Канцлер - страница 2



Это была первая серьезная победа русских. Алексей Иванович говорил вдохновенно, а Адриан пересказывал бытовые подробности, без которых не обходится ни одно, даже самое великое событие. Ему не хватало немецких слов, Алексей Иванович с удовольствием переводил, а потом все вместе весело хохотали. Прочие пассажиры с завистью поглядывали на эту троицу.

Тем временем Санкт-Петербург приближался, и заботы пассажиров склонялись к делам сухопутным. Все обсуждали друг с другом порядки русской таможни, об этом они были наслышаны еще дома, читали вслух рекомендательные письма, уточняли месторасположение улиц, кирхи и католического собора – места встреч всех иностранцев в северной столице.

Как назло зарядили дожди. Адриан перенес своего хозяина в помещение, гордо называемое каютой. Вид у денщика был озабоченный – барину стало хуже. Как-то вдруг, ни с того ни с сего, дня три назад Алексей Иванович вдруг резко похудел, нос заострился, темная родинка на щеке словно припухла, и кожа на лице покраснела – у него поднималась температура.

Острова Гогланда в Финском заливе проходили в полном тумане при неверном ветре. О, кто из плавающих в этих водах не знает подлые подводные камни у Гогланда и Фридрихсгамна?! Гудящие, тугие, полные ветра паруса, резкие отрывистые команды, капитан сам встал к штурвалу. В душе у каждого была одна молитва – только бы не сесть на мель! В этот-то момент и появился на палубе Адриан с истошным криком:

– Лекаря, лекаря, черт подери! Неужели на шхуне нет лекаря?! – он метался по палубе, но все отмахивались от него, воспринимая денщика как досадную помеху.

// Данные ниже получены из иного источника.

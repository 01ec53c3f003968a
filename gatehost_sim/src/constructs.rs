//! Demo game objects driven by the simulated sessions.
//!
//! `SimConstruct` is a small station that counts its own update cycles,
//! carries comm/beacon links and can be told to expire after a number of
//! cycles. Gates, animations and bodies are the minimum the timelines need.

use gatehost_core::{
    Animation, Body, Configuration, Construct, ConstructError, ConstructId, ConstructSnapshot,
    Gate, LinkKind,
};
use nalgebra::{Isometry3, Vector3};
use serde::{Deserialize, Serialize};
use std::sync::atomic::{AtomicBool, AtomicUsize, Ordering};
use std::sync::{Mutex, PoisonError};

#[derive(Debug, Clone, PartialEq, Eq, Serialize, Deserialize)]
pub struct SimSnapshot {
    pub id: ConstructId,
    pub cycles: u64,
    pub comm: Vec<ConstructId>,
    pub beacon: Vec<ConstructId>,
    pub expires_after: Option<u64>,
}

impl ConstructSnapshot for SimSnapshot {
    fn construct_id(&self) -> ConstructId {
        self.id
    }
}

#[derive(Debug, Clone)]
pub struct SimConstruct {
    pub id: ConstructId,
    pub cycles: u64,
    pub main_cycles: u64,
    pub comm: Vec<ConstructId>,
    pub beacon: Vec<ConstructId>,
    /// Asks for a close once `cycles` reaches this value
    pub expires_after: Option<u64>,
    /// Built from a snapshot; only an override close removes it
    pub replica: bool,
    pub suspended: bool,
    pub closed: bool,
    pub disposed: bool,
    pub reloads: u32,
}

impl SimConstruct {
    /// A fresh authority-side construct.
    pub fn new(id: ConstructId) -> Self {
        Self {
            id,
            cycles: 0,
            main_cycles: 0,
            comm: Vec::new(),
            beacon: Vec::new(),
            expires_after: None,
            replica: false,
            suspended: false,
            closed: false,
            disposed: false,
            reloads: 0,
        }
    }

    pub fn with_links(
        mut self,
        kind: LinkKind,
        ids: impl IntoIterator<Item = ConstructId>,
    ) -> Self {
        match kind {
            LinkKind::Comm => self.comm.extend(ids),
            LinkKind::Beacon => self.beacon.extend(ids),
        }
        self
    }

    pub fn expiring_after(mut self, cycles: u64) -> Self {
        self.expires_after = Some(cycles);
        self
    }
}

impl Construct for SimConstruct {
    type Snapshot = SimSnapshot;

    fn id(&self) -> ConstructId {
        self.id
    }

    fn update(&mut self) -> Result<(), ConstructError> {
        if self.closed {
            return Err(ConstructError::new(self.id, "updated after close"));
        }
        self.cycles += 1;
        Ok(())
    }

    fn update_non_threadable(&mut self) -> Result<(), ConstructError> {
        self.main_cycles += 1;
        Ok(())
    }

    fn close(&mut self, override_replica: bool) {
        if self.replica && !override_replica {
            return;
        }
        self.closed = true;
    }

    fn dispose(&mut self) {
        self.disposed = true;
        self.comm.clear();
        self.beacon.clear();
    }

    fn to_snapshot(&self, full: bool) -> SimSnapshot {
        SimSnapshot {
            id: self.id,
            cycles: self.cycles,
            comm: if full { self.comm.clone() } else { Vec::new() },
            beacon: if full { self.beacon.clone() } else { Vec::new() },
            expires_after: self.expires_after,
        }
    }

    fn from_snapshot(snapshot: &SimSnapshot) -> Option<Self> {
        Some(Self {
            cycles: snapshot.cycles,
            comm: snapshot.comm.clone(),
            beacon: snapshot.beacon.clone(),
            // Expiry is the authority's decision.
            expires_after: None,
            replica: true,
            ..Self::new(snapshot.id)
        })
    }

    fn apply_snapshot(&mut self, snapshot: &SimSnapshot) -> bool {
        if snapshot.id != self.id {
            return false;
        }
        self.cycles = snapshot.cycles;
        self.comm = snapshot.comm.clone();
        self.beacon = snapshot.beacon.clone();
        true
    }

    fn persist(&mut self, snapshot: &SimSnapshot) -> bool {
        let applied = self.apply_snapshot(snapshot);
        if applied {
            self.suspended = false;
        }
        applied
    }

    fn is_valid(&self) -> bool {
        !self.disposed
    }

    fn is_suspended(&self) -> bool {
        self.suspended
    }

    fn fully_initialized(&self) -> bool {
        true
    }

    fn mark_closed(&self) -> bool {
        matches!(self.expires_after, Some(limit) if self.cycles >= limit)
    }

    fn closed(&self) -> bool {
        self.closed
    }

    fn linked(&self, kind: LinkKind) -> Vec<ConstructId> {
        match kind {
            LinkKind::Comm => self.comm.clone(),
            LinkKind::Beacon => self.beacon.clone(),
        }
    }

    fn reload_config(&mut self, _config: &Configuration) {
        self.reloads += 1;
    }
}

/// A gate that stays open until closed once.
pub struct SimGate {
    id: ConstructId,
    open: AtomicBool,
    closes: AtomicUsize,
}

impl SimGate {
    pub fn new(id: ConstructId) -> Self {
        Self {
            id,
            open: AtomicBool::new(true),
            closes: AtomicUsize::new(0),
        }
    }

    pub fn closes(&self) -> usize {
        self.closes.load(Ordering::SeqCst)
    }
}

impl Gate for SimGate {
    fn id(&self) -> ConstructId {
        self.id
    }

    fn close(&self) {
        self.open.store(false, Ordering::SeqCst);
        self.closes.fetch_add(1, Ordering::SeqCst);
    }

    fn is_valid(&self) -> bool {
        self.open.load(Ordering::SeqCst)
    }
}

/// Runs for a fixed number of ticks.
#[derive(Debug, Default)]
pub struct SimAnimation {
    pub length: u64,
    pub ticks: u64,
    pub stopped: bool,
    pub type_tag: u32,
}

impl SimAnimation {
    pub fn new(length: u64) -> Self {
        Self {
            length,
            ..Default::default()
        }
    }
}

impl Animation for SimAnimation {
    fn tick(&mut self, _index: u64) {
        self.ticks += 1;
    }

    fn stopped(&self, index: u64) -> bool {
        self.stopped || index >= self.length
    }

    fn stop(&mut self) {
        self.stopped = true;
    }

    fn restart(&mut self, type_tag: u32) {
        self.ticks = 0;
        self.stopped = false;
        self.type_tag = type_tag;
    }
}

/// A rigid body that records what the warp timeline did to it.
pub struct SimBody {
    pose: Mutex<Isometry3<f64>>,
    velocity: Mutex<Vector3<f64>>,
}

impl SimBody {
    pub fn new(pose: Isometry3<f64>) -> Self {
        Self {
            pose: Mutex::new(pose),
            velocity: Mutex::new(Vector3::zeros()),
        }
    }

    pub fn pose(&self) -> Isometry3<f64> {
        *self.pose.lock().unwrap_or_else(PoisonError::into_inner)
    }

    pub fn velocity(&self) -> Vector3<f64> {
        *self.velocity.lock().unwrap_or_else(PoisonError::into_inner)
    }
}

impl Body for SimBody {
    fn set_pose(&self, pose: Isometry3<f64>) {
        *self.pose.lock().unwrap_or_else(PoisonError::into_inner) = pose;
    }

    fn set_linear_velocity(&self, velocity: Vector3<f64>) {
        *self.velocity.lock().unwrap_or_else(PoisonError::into_inner) = velocity;
    }
}
//! Session configuration and its on-disk lifecycle.
//!
//! The authority owns the canonical copy and pushes it to replicas whole.
//! Gameplay parameters are carried as an opaque JSON object; the core only
//! validates the fields it consumes itself.

use serde::{Deserialize, Serialize};
use std::fs;
use std::path::Path;
use std::time::Duration;
use tracing::{info, warn};

use crate::error::ConfigError;

/// Longest accepted packet age limit: one day.
pub const MAX_STALE_THRESHOLD_MS: u64 = 86_400_000;

#[derive(Debug, Clone, PartialEq, Serialize, Deserialize)]
#[serde(default)]
pub struct Configuration {
    /// Background sweeps allowed to run at once
    pub max_concurrent_sweeps: usize,

    /// Server-side packet age limit (milliseconds)
    pub stale_packet_threshold_ms: u64,

    /// Ticks between unconditional full-snapshot broadcasts
    pub resync_interval_ticks: u64,

    /// Ticks a server-like session waits in LOADING for entities to settle
    pub startup_grace_ticks: u64,

    /// Tick at which a standalone client leaves LOADING
    pub client_first_update_tick: u64,

    /// Ticks between log flushes
    pub log_flush_interval_ticks: u64,

    /// Simulation rate the driver runs at (Hz)
    pub tick_rate_hz: u32,

    /// Longest link chain a link query may report
    pub max_link_depth: usize,

    /// Game-specific parameters, passed through untouched
    pub gameplay: serde_json::Value,
}

impl Default for Configuration {
    fn default() -> Self {
        Self {
            max_concurrent_sweeps: 1,
            stale_packet_threshold_ms: 10_000,
            resync_interval_ticks: 600,
            startup_grace_ticks: 120,
            client_first_update_tick: 60,
            log_flush_interval_ticks: 3_600,
            tick_rate_hz: 60,
            max_link_depth: 64,
            gameplay: serde_json::Value::Object(serde_json::Map::new()),
        }
    }
}

impl Configuration {
    pub fn validate(&self) -> Result<(), ConfigError> {
        let nonzero = [
            ("max_concurrent_sweeps", self.max_concurrent_sweeps as u64),
            ("stale_packet_threshold_ms", self.stale_packet_threshold_ms),
            ("resync_interval_ticks", self.resync_interval_ticks),
            ("log_flush_interval_ticks", self.log_flush_interval_ticks),
            ("tick_rate_hz", self.tick_rate_hz as u64),
        ];
        for (field, value) in nonzero {
            if value == 0 {
                return Err(ConfigError::Invalid {
                    field,
                    reason: "must be greater than zero".to_string(),
                });
            }
        }
        if self.stale_packet_threshold_ms > MAX_STALE_THRESHOLD_MS {
            return Err(ConfigError::Invalid {
                field: "stale_packet_threshold_ms",
                reason: format!("must not exceed {MAX_STALE_THRESHOLD_MS}"),
            });
        }
        if !self.gameplay.is_object() {
            return Err(ConfigError::Invalid {
                field: "gameplay",
                reason: "must be a JSON object".to_string(),
            });
        }
        Ok(())
    }

    /// Reads and validates a configuration file.
    pub fn try_load(path: impl AsRef<Path>) -> Result<Self, ConfigError> {
        let text = fs::read_to_string(path)?;
        let config: Configuration = serde_json::from_str(&text)?;
        config.validate()?;
        Ok(config)
    }

    /// Like [`try_load`](Self::try_load), falling back to defaults on any failure.
    pub fn load(path: impl AsRef<Path>) -> Self {
        let path = path.as_ref();
        match Self::try_load(path) {
            Ok(config) => {
                info!(path = %path.display(), "configuration loaded");
                config
            }
            Err(e) => {
                warn!(path = %path.display(), error = %e, "using default configuration");
                Self::default()
            }
        }
    }

    pub fn save(&self, path: impl AsRef<Path>) -> Result<(), ConfigError> {
        let path = path.as_ref();
        if let Some(parent) = path.parent().filter(|p| !p.as_os_str().is_empty()) {
            fs::create_dir_all(parent)?;
        }
        let text = serde_json::to_string_pretty(self)?;
        fs::write(path, text)?;
        Ok(())
    }

    pub fn stale_threshold(&self) -> Duration {
        Duration::from_millis(self.stale_packet_threshold_ms)
    }

    /// Seconds per tick at the configured rate.
    pub fn tick_seconds(&self) -> f64 {
        1.0 / self.tick_rate_hz.max(1) as f64
    }
}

Наконец скучный цирюльник, который, как и свойственно людям его профессии, считал себя хирургом, переступил порог каюты, где находился раненый. Визит его кончился неудачно. Он вдруг выпрыгнул на палубу, похоже, от пинка в зад. Цирюльник не обиделся, а рассказал шепотом пассажирам, что русский очень плох. «Испарина, судари мои, пульса никакого. Я предложил ампутацию, но денщик меня просто не понял».

– Отлично он тебя понял, кретина! – подал голос маленький барон. – Зачем лез? Для неприятностей в таможне? Или для знакомства с русской полицией?

Ночью, когда страшный остров Фридрихсгамн остался далеко позади, а до Кронштадта осталось не более пятидесяти миль, Анна решилась подойти к заветной двери и осторожно, пальчиком постучала. Адриан не удивился ее приходу.

– Плохо… – сказал он негромко. – Очень плохо. – И Анна его поняла.

– Но он жив? Дышит? – видя, что Адриан не улавливает смысла ее слов, она сама тяжело задышала, положив руку на грудь.

Адриан покосился на высокий девичий бюст и сказал, словно себе самому:

– Все равно не пущу…

В глазах девушки неожиданно заблестели слезы. Она поставила на палубу шляпную коробку, молитвенно сложила руки. Если бы Адриан понимал не только десять немецких слов, но и ее страстную, потоком льющуюся речь, он узнал бы тайну прекрасной Анны. Она сказала неправду. Она совсем одна. В Гамбурге у нее никого нет. Мать не благословляла ее в дальнюю дорогу… Дядя в Петербурге – чистый вымысел… Она так рассчитывала на господина Алексея Ивановича! По сути дела, он ей обещал. Он так добр…

– Ну, будет, золотко. Смотришь, и поможет Господь, – проворчал Адриан и захлопнул дверь.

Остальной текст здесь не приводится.